17/04/2021 às 17h15min - Atualizada em 17/04/2021 às 17h15min

Lei sobre terrenos abandonados existe em Leopoldina, o que falta é a punição

Existem terrenos que pertencem ao poder público como uma enorme área que foi desmembrada do Polivalente para a construção da sede própria do Conservatório e está abandonado.

Edição> Luiz Otávio Meneghite
Bairros após o viaduto da BR 116 é onde existe maior incidência de dengue (Foto: João Gabriel Baía Meneghite)
Uma leitora do Jornal Leopoldinense aborda o repórter na rua e reclama do grande número de casos de dengue nas proximidades do calçadão do Bela Vista, na avenida dos Expedicionários. Devidamente identificada ela diz que possui um pequeno empreendimento no local e não só ela, mas vários comerciantes da área pegaram a doença provocada pelo mosquito Aedes aegypti.

Nesse caso específico ela chama a atenção que a origem do foco pode não ser de terreno abandonado, mas provavelmente de antigas instalações de uma lavanderia que existiu por ali e está desativada há muitos anos. É muito comum construções abandonadas servindo de criadouros de pragas. Além dos mosquitos, escorpiões, cobras e ratos.

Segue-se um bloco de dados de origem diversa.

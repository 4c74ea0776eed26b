//! # Validator
//!
//! Checks one loaded entity document against its kind's schema and against
//! two structural rules every PaperKit entity obeys:
//!
//! 1. the `name` field equals the file name without its extension;
//! 2. a non-empty `path` field points at a file that exists under the
//!    reference root.
//!
//! Schema findings come first, ordered by property path; structural
//! findings follow. [`validate`] is pure apart from the existence probe for
//! `path` and never mutates its inputs.

use std::fmt;
use std::path::Path;

use serde_json::Value;

use crate::document::EntityDocument;
use crate::schema::{Schema, Violation};

/// Where a finding came from.
#[derive(Debug, Clone, Copy, PartialEq, Eq)]
pub enum FindingKind {
    /// Produced by the JSON Schema engine.
    SchemaViolation,
    /// Produced by a name or path consistency rule.
    StructuralMismatch,
}

/// One problem found in a document.
#[derive(Debug, Clone, PartialEq, Eq)]
pub struct Finding {
    /// Dot-joined property path, or `(root)`.
    pub path: String,
    /// Human-readable description.
    pub message: String,
    /// Schema keyword location, for schema violations.
    pub schema_path: Option<String>,
    /// Branch errors behind a failed `anyOf`/`oneOf`.
    pub context: Vec<String>,
    /// Which check produced it.
    pub kind: FindingKind,
}

impl Finding {
    fn structural(path: &str, message: String) -> Self {
        Self {
            path: path.to_string(),
            message,
            schema_path: None,
            context: Vec::new(),
            kind: FindingKind::StructuralMismatch,
        }
    }
}

impl From<Violation> for Finding {
    fn from(v: Violation) -> Self {
        Self {
            path: v.property_path(),
            message: v.message,
            schema_path: Some(v.schema_path),
            context: v.context,
            kind: FindingKind::SchemaViolation,
        }
    }
}

impl fmt::Display for Finding {
    fn fmt(&self, f: &mut fmt::Formatter<'_>) -> fmt::Result {
        write!(f, "[{}] {}", self.path, self.message)
    }
}

/// Outcome of validating one document.
#[derive(Debug, Clone, Default, PartialEq, Eq)]
pub struct ValidationResult {
    findings: Vec<Finding>,
}

impl ValidationResult {
    /// Build a result from already-ordered findings.
    pub fn from_findings(findings: Vec<Finding>) -> Self {
        Self { findings }
    }

    /// True when nothing was found.
    pub fn is_valid(&self) -> bool {
        self.findings.is_empty()
    }

    /// All findings, schema violations first.
    pub fn findings(&self) -> &[Finding] {
        &self.findings
    }

    /// Number of findings.
    pub fn error_count(&self) -> usize {
        self.findings.len()
    }

    /// Findings produced by structural rules only.
    pub fn structural_findings(&self) -> impl Iterator<Item = &Finding> {
        self.findings
            .iter()
            .filter(|f| f.kind == FindingKind::StructuralMismatch)
    }
}

/// Validate `document` against `schema` only.
pub fn check_schema(document: &EntityDocument, schema: &Schema) -> ValidationResult {
    ValidationResult::from_findings(schema_findings(document, schema))
}

/// Validate `document` against `schema` and the structural rules.
///
/// `expected_name` is the entity's file stem. `reference_root` is the
/// directory a `path` field is resolved against.
pub fn validate(
    document: &EntityDocument,
    schema: &Schema,
    expected_name: &str,
    reference_root: &Path,
) -> ValidationResult {
    let mut findings = schema_findings(document, schema);

    // Only a string can match the stem; `7` in `7.yaml` is still a mismatch.
    let name = document.get("name");
    if !matches!(name, Some(Value::String(s)) if s == expected_name) {
        let shown = match name {
            Some(Value::String(s)) => s.clone(),
            Some(Value::Null) | None => String::new(),
            Some(other) => other.to_string(),
        };
        findings.push(Finding::structural(
            "name",
            format!("Name '{shown}' doesn't match filename '{expected_name}'"),
        ));
    }

    if let Some(referenced) = document.get_str("path").filter(|p| !p.is_empty()) {
        if !reference_root.join(referenced).exists() {
            findings.push(Finding::structural(
                "path",
                format!("Referenced file does not exist: {referenced}"),
            ));
        }
    }

    ValidationResult::from_findings(findings)
}

fn schema_findings(document: &EntityDocument, schema: &Schema) -> Vec<Finding> {
    schema
        .violations(document.as_value())
        .into_iter()
        .map(Finding::from)
        .collect()
}

#[cfg(test)]
mod tests {
    use super::*;
    use serde_json::json;

    fn tool_schema() -> Schema {
        Schema::compile(
            json!({
                "type": "object",
                "required": ["name", "description"],
                "properties": {
                    "name": { "type": "string" },
                    "description": { "type": "string" },
                    "path": { "type": "string" }
                }
            }),
            "tool-schema.json",
        )
        .unwrap()
    }

    fn doc(value: Value) -> EntityDocument {
        match value {
            Value::Object(map) => EntityDocument::new(map),
            _ => panic!("test documents must be objects"),
        }
    }

    #[test]
    fn conforming_document_with_matching_name_is_valid() {
        let result = validate(
            &doc(json!({ "name": "lint", "description": "Lints." })),
            &tool_schema(),
            "lint",
            Path::new("."),
        );
        assert!(result.is_valid(), "{:?}", result.findings());
    }

    #[test]
    fn name_mismatch_names_both_values() {
        let result = validate(
            &doc(json!({ "name": "linter", "description": "Lints." })),
            &tool_schema(),
            "lint",
            Path::new("."),
        );
        assert_eq!(result.error_count(), 1);
        let finding = &result.findings()[0];
        assert_eq!(finding.path, "name");
        assert_eq!(finding.kind, FindingKind::StructuralMismatch);
        assert!(finding.message.contains("'linter'"));
        assert!(finding.message.contains("'lint'"));
    }

    #[test]
    fn missing_name_yields_schema_and_structural_findings() {
        let result = validate(
            &doc(json!({ "description": "Lints." })),
            &tool_schema(),
            "lint",
            Path::new("."),
        );
        let kinds: Vec<FindingKind> = result.findings().iter().map(|f| f.kind).collect();
        assert_eq!(
            kinds,
            vec![FindingKind::SchemaViolation, FindingKind::StructuralMismatch]
        );
        assert_eq!(result.findings()[0].path, "(root)");
        assert_eq!(result.structural_findings().count(), 1);
        assert!(result.findings()[1].message.contains("Name ''"));
    }

    #[test]
    fn non_string_name_is_rendered_as_json() {
        let result = validate(
            &doc(json!({ "name": 7, "description": "x" })),
            &tool_schema(),
            "lint",
            Path::new("."),
        );
        assert!(result
            .structural_findings()
            .any(|f| f.message.contains("Name '7'")));
    }

    #[test]
    fn non_string_name_never_matches_its_stem() {
        for (name, stem) in [(json!(7), "7"), (json!(true), "true")] {
            let result = validate(
                &doc(json!({ "name": name, "description": "x" })),
                &tool_schema(),
                stem,
                Path::new("."),
            );
            let structural: Vec<_> = result.structural_findings().collect();
            assert_eq!(structural.len(), 1);
            assert_eq!(
                structural[0].message,
                format!("Name '{stem}' doesn't match filename '{stem}'")
            );
        }
    }

    #[test]
    fn referenced_path_is_checked_against_reference_root() {
        let root = tempfile::tempdir().unwrap();
        std::fs::create_dir_all(root.path().join("scripts")).unwrap();
        std::fs::write(root.path().join("scripts/lint.sh"), b"#!/bin/sh\n").unwrap();

        let present = validate(
            &doc(json!({ "name": "lint", "description": "x", "path": "scripts/lint.sh" })),
            &tool_schema(),
            "lint",
            root.path(),
        );
        assert!(present.is_valid());

        let missing = validate(
            &doc(json!({ "name": "lint", "description": "x", "path": "scripts/gone.sh" })),
            &tool_schema(),
            "lint",
            root.path(),
        );
        assert_eq!(missing.error_count(), 1);
        assert_eq!(missing.findings()[0].path, "path");
        assert!(missing.findings()[0].message.contains("scripts/gone.sh"));
    }

    #[test]
    fn schema_only_check_skips_structural_rules() {
        let result = check_schema(
            &doc(json!({ "name": "linter", "description": "x", "path": "gone.sh" })),
            &tool_schema(),
        );
        assert!(result.is_valid());
    }

    #[test]
    fn empty_path_is_ignored() {
        let result = validate(
            &doc(json!({ "name": "lint", "description": "x", "path": "" })),
            &tool_schema(),
            "lint",
            Path::new("/definitely/not/here"),
        );
        assert!(result.is_valid());
    }

    #[test]
    fn schema_findings_keep_keyword_location() {
        let result = validate(
            &doc(json!({ "name": "lint", "description": 3 })),
            &tool_schema(),
            "lint",
            Path::new("."),
        );
        let finding = &result.findings()[0];
        assert_eq!(finding.path, "description");
        assert!(finding
            .schema_path
            .as_deref()
            .is_some_and(|p| p.ends_with("/type")));
    }
}

#[cfg(test)]
mod proptests {
    use super::*;
    use proptest::prelude::*;
    use serde_json::json;

    fn name_schema() -> Schema {
        Schema::compile(
            json!({
                "type": "object",
                "required": ["name"],
                "properties": { "name": { "type": "string" } }
            }),
            "schema.json",
        )
        .unwrap()
    }

    fn named(name: &str) -> EntityDocument {
        let mut map = serde_json::Map::new();
        map.insert("name".into(), Value::String(name.into()));
        EntityDocument::new(map)
    }

    proptest! {
        /// A name equal to the file stem never produces findings.
        #[test]
        fn matching_name_is_valid(stem in "[a-z][a-z0-9-]{0,30}") {
            let result = validate(&named(&stem), &name_schema(), &stem, Path::new("."));
            prop_assert!(result.is_valid());
        }

        /// A name that differs from the stem yields exactly one structural
        /// finding naming both values.
        #[test]
        fn mismatched_name_is_one_structural_finding(
            stem in "[a-z][a-z0-9-]{0,20}",
            name in "[a-z][a-z0-9-]{0,20}",
        ) {
            prop_assume!(stem != name);
            let result = validate(&named(&name), &name_schema(), &stem, Path::new("."));
            prop_assert_eq!(result.error_count(), 1);
            let finding = &result.findings()[0];
            prop_assert_eq!(finding.kind, FindingKind::StructuralMismatch);
            let quoted_name = format!("'{}'", name);
            let quoted_stem = format!("'{}'", stem);
            prop_assert!(finding.message.contains(&quoted_name));
            prop_assert!(finding.message.contains(&quoted_stem));
        }
    }
}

Há cerca de um mês, a fiscalização municipal fez uma visita a uma edificação abandonada na rua Rafael Ienaco, no bairro Maria Guimarães França, no Alto Pirineus e conseguiu êxito na localização do proprietário para notifica-lo a limpar os vários andares do prédio inacabado. Mas, nem sempre é assim. Segundo a leitora que falou com este editor, o possível criadouro a que ela se referiu ainda não teve o responsável localizado para notificação e providências necessárias para eliminar o problema. O Jornal Leopoldinense apurou que no local existem caixas d’água de cimento mal cobertas com telhas de amianto.

Existem terrenos que pertencem ao poder público como uma enorme área que foi desmembrada da Escola Polivalente para a construção da sede própria do Conservatório Estadual de Música Lia Salgado, cujo projeto foi deixado de lado e o terreno está abandonado e esta semana virou foco de incêndio colocando em risco as instalações de uma central de telefonia ali existente. O terreno está aberto e constantemente é utilizado por usuários de drogas que se escondem no extenso matagal que se formou na área que dá vista para a Rio-Bahia.

Para refrescar a memória

Aprovada pela Câmara e sancionada pelo prefeito em 18 de outubro de 2017 a Lei nº 4.381,   que altera a redação de dispositivos da Lei Municipal nº 3.761, de 23 de março de 2007 sobre a limpeza, conservação, construção de muros e passeios em terrenos públicos ou particulares localizados no perímetro urbano de Leopoldina. O texto passou a valer no dia 1º de novembro de 2017, com a sua publicação na edição nº 2118, do Diário Oficial dos Municípios Mineiros.

De acordo com o projeto de lei submetido pelo Poder Executivo à apreciação dos vereadores e por eles aprovado, cabe aos proprietários de terrenos vagos promover a limpeza periódica, evitando o crescimento de capim de folhagem, nativos ou não e evitar que sejam utilizados como depósitos de resíduos de qualquer natureza, lixo doméstico, entulho ou qualquer material nocivo à vizinhança e à coletividade, sendo proibida a utilização de “queimada” para a limpeza dos terrenos.

Também é obrigação dos proprietários de terrenos vagos executar a pavimentação do passeio fronteiriço aos seus imóveis, quando localizados em vias e logradouros públicos que possuam meio-fio, devendo o revestimento do passeio apresentar superfície áspera não derrapante, obedecidos os parâmetros referentes à construção e conservação de passeios previstos no Código de Posturas do Município além de cercá-los em sua testada quando se localizarem em vias e logradouros públicos providos de pavimentação.

Muitos leitores questionam por que a lei que obriga proprietários de lotes os manter limpos não funciona para todos. É só dar uma volta por diversos bairros e constatar essa realidade. Em alguns pontos há verdadeiros lixões a céu aberto. Alguns moradores afirmam que a própria manutenção em áreas públicas é muito deficiente, contribuindo para o aumento de pragas. De início a fiscalização municipal fez notificações aos proprietários de lotes e alguns chegaram a limpar e murar suas propriedades, mas em número bem menor dos que ainda se encontram abandonados.